[[ RECORDED DATA open ]]
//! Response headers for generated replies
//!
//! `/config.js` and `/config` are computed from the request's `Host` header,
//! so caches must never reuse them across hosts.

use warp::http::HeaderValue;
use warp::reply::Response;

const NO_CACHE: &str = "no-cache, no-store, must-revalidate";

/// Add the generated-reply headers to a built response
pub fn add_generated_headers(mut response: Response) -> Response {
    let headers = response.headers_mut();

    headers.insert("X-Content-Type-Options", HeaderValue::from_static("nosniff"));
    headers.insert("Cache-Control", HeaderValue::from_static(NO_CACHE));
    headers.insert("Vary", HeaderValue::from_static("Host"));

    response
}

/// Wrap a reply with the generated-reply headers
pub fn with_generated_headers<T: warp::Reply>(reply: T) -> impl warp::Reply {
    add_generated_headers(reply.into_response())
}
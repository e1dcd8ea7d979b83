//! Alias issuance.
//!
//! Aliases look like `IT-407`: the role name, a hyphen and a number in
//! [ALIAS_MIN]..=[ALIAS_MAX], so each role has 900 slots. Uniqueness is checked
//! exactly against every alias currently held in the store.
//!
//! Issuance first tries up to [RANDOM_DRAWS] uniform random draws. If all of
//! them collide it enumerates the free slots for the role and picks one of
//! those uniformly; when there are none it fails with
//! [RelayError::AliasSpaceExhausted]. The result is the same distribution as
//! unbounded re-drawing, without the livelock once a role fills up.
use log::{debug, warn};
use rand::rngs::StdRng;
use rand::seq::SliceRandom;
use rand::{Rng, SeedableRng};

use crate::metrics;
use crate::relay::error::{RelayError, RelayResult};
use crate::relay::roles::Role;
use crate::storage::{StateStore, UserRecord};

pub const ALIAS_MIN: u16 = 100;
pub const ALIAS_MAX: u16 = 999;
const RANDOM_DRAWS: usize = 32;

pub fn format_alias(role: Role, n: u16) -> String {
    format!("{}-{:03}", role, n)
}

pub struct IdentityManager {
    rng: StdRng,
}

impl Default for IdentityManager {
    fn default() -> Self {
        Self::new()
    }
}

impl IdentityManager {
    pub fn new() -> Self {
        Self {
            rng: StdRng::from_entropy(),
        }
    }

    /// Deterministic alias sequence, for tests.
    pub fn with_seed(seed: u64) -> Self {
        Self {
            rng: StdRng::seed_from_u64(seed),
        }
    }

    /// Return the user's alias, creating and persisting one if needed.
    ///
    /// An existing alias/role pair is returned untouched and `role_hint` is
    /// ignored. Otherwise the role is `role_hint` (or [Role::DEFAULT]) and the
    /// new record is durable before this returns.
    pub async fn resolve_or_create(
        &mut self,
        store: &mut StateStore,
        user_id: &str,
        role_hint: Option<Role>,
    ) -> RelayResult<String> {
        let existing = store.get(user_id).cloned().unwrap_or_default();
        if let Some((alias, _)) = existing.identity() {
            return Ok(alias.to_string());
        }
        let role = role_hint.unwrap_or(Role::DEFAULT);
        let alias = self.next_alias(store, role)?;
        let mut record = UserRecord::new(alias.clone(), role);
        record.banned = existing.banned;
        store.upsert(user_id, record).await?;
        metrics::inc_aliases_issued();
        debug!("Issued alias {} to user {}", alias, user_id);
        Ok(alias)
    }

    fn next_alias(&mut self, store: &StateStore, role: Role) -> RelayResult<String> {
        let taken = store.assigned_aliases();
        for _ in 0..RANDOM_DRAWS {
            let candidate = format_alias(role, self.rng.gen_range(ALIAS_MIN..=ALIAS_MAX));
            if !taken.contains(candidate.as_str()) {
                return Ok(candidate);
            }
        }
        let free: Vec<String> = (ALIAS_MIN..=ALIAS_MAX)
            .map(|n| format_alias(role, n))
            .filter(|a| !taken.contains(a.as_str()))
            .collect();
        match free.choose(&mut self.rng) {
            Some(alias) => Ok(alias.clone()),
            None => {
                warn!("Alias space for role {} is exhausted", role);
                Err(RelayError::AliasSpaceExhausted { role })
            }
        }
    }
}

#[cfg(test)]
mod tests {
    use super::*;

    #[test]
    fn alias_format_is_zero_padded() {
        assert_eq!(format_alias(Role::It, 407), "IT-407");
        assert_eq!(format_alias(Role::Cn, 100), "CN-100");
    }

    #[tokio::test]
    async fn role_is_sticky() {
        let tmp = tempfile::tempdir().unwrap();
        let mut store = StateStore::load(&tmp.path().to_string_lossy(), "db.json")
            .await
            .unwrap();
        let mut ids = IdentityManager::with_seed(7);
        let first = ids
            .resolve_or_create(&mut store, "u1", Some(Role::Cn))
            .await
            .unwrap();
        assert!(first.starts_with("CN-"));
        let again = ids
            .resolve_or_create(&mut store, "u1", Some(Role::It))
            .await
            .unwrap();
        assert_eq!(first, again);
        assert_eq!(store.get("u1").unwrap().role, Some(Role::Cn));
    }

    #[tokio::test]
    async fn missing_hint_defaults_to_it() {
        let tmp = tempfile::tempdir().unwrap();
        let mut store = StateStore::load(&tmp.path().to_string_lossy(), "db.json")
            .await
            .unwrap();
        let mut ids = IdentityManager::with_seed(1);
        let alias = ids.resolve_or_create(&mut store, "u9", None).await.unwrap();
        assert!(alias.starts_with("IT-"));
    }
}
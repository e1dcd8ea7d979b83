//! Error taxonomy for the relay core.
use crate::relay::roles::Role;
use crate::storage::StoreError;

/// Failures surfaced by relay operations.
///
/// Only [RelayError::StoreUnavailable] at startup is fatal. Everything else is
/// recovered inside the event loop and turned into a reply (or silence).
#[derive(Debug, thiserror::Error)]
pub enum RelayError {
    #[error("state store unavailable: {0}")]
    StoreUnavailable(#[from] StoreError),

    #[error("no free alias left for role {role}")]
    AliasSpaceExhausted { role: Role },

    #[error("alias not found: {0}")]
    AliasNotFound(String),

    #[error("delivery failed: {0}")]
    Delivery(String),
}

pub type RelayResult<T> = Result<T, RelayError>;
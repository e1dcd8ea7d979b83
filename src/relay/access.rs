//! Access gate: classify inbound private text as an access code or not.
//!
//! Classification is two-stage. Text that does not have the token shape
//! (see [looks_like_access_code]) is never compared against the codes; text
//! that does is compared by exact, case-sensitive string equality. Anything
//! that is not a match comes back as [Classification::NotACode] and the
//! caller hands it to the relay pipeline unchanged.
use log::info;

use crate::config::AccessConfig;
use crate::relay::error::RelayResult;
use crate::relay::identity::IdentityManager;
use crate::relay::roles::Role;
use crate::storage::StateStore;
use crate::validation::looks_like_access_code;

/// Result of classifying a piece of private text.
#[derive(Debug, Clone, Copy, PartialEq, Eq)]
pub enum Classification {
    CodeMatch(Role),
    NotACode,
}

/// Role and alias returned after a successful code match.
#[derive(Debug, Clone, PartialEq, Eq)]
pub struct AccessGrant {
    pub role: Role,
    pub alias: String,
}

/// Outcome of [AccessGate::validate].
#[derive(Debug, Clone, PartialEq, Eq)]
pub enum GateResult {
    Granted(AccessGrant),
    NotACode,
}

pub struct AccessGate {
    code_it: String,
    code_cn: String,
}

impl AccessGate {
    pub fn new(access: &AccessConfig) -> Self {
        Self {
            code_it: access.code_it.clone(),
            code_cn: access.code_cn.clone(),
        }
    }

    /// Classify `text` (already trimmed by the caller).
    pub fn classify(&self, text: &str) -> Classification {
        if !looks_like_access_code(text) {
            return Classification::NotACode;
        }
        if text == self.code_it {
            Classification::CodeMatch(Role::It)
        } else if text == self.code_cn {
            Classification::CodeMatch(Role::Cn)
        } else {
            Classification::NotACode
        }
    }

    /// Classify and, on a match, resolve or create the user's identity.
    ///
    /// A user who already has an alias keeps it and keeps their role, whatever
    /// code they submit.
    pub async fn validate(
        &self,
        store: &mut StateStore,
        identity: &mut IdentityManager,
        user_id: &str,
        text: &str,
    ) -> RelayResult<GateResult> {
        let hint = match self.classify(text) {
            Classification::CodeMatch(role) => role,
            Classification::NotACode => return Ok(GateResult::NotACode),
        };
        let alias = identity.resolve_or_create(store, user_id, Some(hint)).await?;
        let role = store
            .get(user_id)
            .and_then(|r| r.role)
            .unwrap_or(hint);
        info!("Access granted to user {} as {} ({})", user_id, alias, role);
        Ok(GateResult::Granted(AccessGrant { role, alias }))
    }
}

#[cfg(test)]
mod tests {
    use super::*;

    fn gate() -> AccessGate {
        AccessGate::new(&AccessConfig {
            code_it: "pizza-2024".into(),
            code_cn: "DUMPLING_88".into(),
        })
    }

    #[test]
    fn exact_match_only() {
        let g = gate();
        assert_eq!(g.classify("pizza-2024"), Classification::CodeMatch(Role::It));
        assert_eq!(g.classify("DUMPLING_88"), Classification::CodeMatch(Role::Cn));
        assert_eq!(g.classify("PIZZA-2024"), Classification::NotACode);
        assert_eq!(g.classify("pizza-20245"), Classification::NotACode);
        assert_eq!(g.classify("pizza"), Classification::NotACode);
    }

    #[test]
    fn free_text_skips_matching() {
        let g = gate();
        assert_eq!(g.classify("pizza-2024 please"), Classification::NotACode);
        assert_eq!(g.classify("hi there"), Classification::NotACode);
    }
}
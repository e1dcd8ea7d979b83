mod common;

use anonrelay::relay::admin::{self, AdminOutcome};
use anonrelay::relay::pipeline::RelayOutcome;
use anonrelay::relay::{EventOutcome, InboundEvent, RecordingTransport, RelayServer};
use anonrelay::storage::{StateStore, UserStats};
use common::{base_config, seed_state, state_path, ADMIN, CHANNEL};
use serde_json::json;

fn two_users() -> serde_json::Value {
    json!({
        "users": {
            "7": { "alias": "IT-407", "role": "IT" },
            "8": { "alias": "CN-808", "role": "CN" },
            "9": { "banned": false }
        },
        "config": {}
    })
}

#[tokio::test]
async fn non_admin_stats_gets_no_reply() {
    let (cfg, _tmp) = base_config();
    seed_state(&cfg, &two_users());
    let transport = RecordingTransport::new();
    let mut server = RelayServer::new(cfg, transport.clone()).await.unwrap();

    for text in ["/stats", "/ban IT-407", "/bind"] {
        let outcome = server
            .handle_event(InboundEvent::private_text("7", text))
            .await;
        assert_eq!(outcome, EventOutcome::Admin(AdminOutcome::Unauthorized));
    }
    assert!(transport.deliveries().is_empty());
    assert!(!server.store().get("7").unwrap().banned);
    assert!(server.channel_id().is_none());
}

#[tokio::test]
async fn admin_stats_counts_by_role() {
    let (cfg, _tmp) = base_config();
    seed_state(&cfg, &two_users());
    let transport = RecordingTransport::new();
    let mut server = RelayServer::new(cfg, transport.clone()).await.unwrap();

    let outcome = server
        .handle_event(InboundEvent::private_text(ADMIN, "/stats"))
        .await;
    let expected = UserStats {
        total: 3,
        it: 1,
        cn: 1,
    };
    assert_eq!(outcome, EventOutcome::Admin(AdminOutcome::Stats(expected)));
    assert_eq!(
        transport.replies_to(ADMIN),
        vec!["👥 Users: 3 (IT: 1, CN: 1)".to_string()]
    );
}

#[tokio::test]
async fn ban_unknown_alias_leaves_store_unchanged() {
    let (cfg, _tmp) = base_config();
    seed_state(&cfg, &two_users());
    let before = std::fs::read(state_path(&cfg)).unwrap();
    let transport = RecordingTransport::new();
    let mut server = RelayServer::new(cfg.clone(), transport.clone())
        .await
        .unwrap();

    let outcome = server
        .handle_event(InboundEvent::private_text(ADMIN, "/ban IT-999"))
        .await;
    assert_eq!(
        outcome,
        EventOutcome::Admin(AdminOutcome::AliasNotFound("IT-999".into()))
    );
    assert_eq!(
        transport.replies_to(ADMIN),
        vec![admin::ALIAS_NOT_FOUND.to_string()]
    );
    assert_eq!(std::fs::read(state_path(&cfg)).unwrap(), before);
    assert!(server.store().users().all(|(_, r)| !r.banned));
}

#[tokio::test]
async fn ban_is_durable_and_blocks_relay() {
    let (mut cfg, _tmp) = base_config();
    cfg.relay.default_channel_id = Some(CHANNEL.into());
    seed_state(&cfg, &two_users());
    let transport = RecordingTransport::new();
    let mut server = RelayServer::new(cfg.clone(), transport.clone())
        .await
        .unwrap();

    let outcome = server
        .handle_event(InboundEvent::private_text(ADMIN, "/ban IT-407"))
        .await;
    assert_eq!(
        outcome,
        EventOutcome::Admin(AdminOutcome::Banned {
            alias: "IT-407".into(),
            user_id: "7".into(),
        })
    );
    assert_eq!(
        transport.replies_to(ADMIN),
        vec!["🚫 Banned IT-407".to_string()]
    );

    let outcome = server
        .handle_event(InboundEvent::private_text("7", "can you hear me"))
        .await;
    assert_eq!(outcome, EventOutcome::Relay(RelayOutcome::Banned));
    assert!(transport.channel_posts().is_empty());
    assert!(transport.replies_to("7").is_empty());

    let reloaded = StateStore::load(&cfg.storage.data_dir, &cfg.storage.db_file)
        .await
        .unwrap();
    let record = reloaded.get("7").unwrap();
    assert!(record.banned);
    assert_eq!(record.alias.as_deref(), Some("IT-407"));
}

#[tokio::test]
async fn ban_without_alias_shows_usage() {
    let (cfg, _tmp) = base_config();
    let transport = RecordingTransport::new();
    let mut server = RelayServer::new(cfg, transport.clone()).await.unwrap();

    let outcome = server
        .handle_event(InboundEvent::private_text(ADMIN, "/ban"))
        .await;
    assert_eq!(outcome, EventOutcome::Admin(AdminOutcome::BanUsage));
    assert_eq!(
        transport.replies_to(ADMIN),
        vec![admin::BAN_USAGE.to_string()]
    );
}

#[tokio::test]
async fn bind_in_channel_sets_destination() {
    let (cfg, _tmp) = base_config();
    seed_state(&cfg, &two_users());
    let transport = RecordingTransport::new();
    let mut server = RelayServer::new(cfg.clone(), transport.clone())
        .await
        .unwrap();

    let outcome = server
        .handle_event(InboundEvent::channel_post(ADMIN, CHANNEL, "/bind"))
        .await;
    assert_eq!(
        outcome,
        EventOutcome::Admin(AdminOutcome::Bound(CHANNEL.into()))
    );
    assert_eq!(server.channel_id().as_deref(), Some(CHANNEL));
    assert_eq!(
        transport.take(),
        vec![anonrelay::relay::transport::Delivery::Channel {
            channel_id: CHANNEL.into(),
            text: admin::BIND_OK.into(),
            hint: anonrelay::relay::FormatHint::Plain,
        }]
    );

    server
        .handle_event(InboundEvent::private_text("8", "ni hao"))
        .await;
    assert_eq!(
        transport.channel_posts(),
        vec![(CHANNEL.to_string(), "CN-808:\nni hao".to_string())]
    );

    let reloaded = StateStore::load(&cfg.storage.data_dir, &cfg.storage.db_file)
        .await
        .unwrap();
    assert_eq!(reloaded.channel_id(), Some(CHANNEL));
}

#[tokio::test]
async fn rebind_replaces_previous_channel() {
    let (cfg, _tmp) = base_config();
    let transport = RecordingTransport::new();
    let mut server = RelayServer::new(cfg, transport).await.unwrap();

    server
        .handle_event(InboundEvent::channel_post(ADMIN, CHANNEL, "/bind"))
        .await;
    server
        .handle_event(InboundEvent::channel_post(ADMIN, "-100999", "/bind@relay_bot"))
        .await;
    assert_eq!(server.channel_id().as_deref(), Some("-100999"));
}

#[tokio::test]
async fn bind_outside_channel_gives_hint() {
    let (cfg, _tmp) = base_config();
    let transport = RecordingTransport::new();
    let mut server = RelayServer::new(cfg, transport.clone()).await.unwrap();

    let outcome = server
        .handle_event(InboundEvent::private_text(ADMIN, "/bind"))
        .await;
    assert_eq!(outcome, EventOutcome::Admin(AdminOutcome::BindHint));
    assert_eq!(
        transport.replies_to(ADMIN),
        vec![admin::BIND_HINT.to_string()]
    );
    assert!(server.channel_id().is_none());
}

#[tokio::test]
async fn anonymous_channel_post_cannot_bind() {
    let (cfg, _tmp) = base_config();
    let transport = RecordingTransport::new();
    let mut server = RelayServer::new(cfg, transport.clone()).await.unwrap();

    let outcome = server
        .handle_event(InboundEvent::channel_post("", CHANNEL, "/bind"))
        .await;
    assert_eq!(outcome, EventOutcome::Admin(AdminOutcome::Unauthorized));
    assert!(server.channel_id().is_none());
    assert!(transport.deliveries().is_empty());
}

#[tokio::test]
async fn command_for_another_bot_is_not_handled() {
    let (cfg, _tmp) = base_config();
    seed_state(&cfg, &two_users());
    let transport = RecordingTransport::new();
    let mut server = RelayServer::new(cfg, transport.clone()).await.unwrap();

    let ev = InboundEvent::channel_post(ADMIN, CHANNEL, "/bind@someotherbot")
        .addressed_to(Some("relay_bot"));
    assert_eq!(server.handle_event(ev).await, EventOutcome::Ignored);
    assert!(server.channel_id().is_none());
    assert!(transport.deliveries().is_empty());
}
[[ RECORDED DATA closed ]]
__WHAT TO DO__
Filter the listing for the word "struct" and copy each line that has it.

__ANSWER SPACE__
pub struct IdentityManager {
pub struct AccessGrant {
pub struct AccessGate {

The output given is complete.